Acórdão Nº 5007765-61.2021.8.24.0064 do Segunda Câmara Criminal, 19-07-2022

Número do processo5007765-61.2021.8.24.0064
Data19 Julho 2022
Tribunal de OrigemTribunal de Justiça de Santa Catarina
ÓrgãoSegunda Câmara Criminal
Classe processualApelação Criminal
Tipo de documentoAcórdão
Apelação Criminal Nº 5007765-61.2021.8.24.0064/SC

RELATOR: Desembargador SÉRGIO RIZELO

APELANTE: DOUGLAS ROBERTO FLORENCIO (RÉU) ADVOGADO: OSVALDO JOSE DUNCKE (OAB SC034143) APELADO: MINISTÉRIO PÚBLICO DO ESTADO DE SANTA CATARINA (AUTOR)

RELATÓRIO

Na Comarca de São José, o Ministério Público do Estado de Santa Catarina ofereceu denúncia contra Douglas Roberto Florêncio, imputando-lhe a prática do crime previsto no art. 33, caput, da Lei 11.343/06, nos seguintes termos:

No dia 30 de abril de 2021, por volta das 21h10min., na sua residência, situada na Servidão Osni Valter José Pereira, s/n., bairro Forquilhinha, São José/SC, o denunciado Douglas Roberto Florêncio mantinha em depósito/guardava 90 (noventa) quilos de Cannabis sativa, erva popularmente conhecida como maconha, sem autorização ou em desacordo com determinação legal ou regulamentar.

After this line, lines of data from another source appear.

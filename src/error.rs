//! Error types for loading and aggregating the dataset

use std::path::PathBuf;

#[derive(Debug)]
pub enum DashboardError {
    /// A required input file does not exist
    FileNotFound { source: String, path: PathBuf },
    /// A timestamp column holds a non-empty value that cannot be parsed
    MalformedTimestamp {
        source: String,
        column: String,
        row: usize,
        value: String,
    },
    /// A numeric column holds an unparseable or negative value
    MalformedNumber {
        source: String,
        column: String,
        row: usize,
        value: String,
    },
    /// A required column is absent from the header row
    MissingColumn { source: String, column: String },
    Csv(csv::Error),
    Io(std::io::Error),
}

impl From<csv::Error> for DashboardError {
    fn from(err: csv::Error) -> Self {
        DashboardError::Csv(err)
    }
}

impl From<std::io::Error> for DashboardError {
    fn from(err: std::io::Error) -> Self {
        DashboardError::Io(err)
    }
}

impl std::fmt::Display for DashboardError {
    fn fmt(&self, f: &mut std::fmt::Formatter<'_>) -> std::fmt::Result {
        match self {
            DashboardError::FileNotFound { source, path } => {
                write!(f, "Source '{}' not found: {}", source, path.display())
            }
            DashboardError::MalformedTimestamp { source, column, row, value } => write!(
                f,
                "Malformed timestamp in {}.{} (row {}): '{}'",
                source, column, row, value
            ),
            DashboardError::MalformedNumber { source, column, row, value } => write!(
                f,
                "Malformed number in {}.{} (row {}): '{}'",
                source, column, row, value
            ),
            DashboardError::MissingColumn { source, column } => {
                write!(f, "Source '{}' is missing required column '{}'", source, column)
            }
            DashboardError::Csv(e) => write!(f, "CSV error: {}", e),
            DashboardError::Io(e) => write!(f, "IO error: {}", e),
        }
    }
}

impl std::error::Error for DashboardError {}

pub type DashboardResult<T> = Result<T, DashboardError>;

Consta do caderno indiciário que uma guarnição da Polícia Militar (GU 3356) deslocou-se até a servidão Osni Valter Pereira, n. 39, Bairro Forquilhinha, nesta cidade, para averiguação da suposta realização do comércio ilegal de drogas e, ao chegar no local, os agentes públicos avistaram o veículo I/Chevrolet Agile LTZ, placas MKX0161, que também era alvo de denúncia.

Chegando na residência do denunciado, os policiais verificaram que a porta estava entreaberta, ocasião em que foi possível avistar certa quantidade de maconha. Dando continuidade às buscas pelo imóvel, foi encontrada uma quantidade da droga dentro de sacos de lixo e tonel, bem como o montante de R$ 950,00 (novecentos e cinquenta reais). Além disso, o denunciado mantinha em sua residência 2 (duas) balanças que eram utilizadas para a pesagem da droga.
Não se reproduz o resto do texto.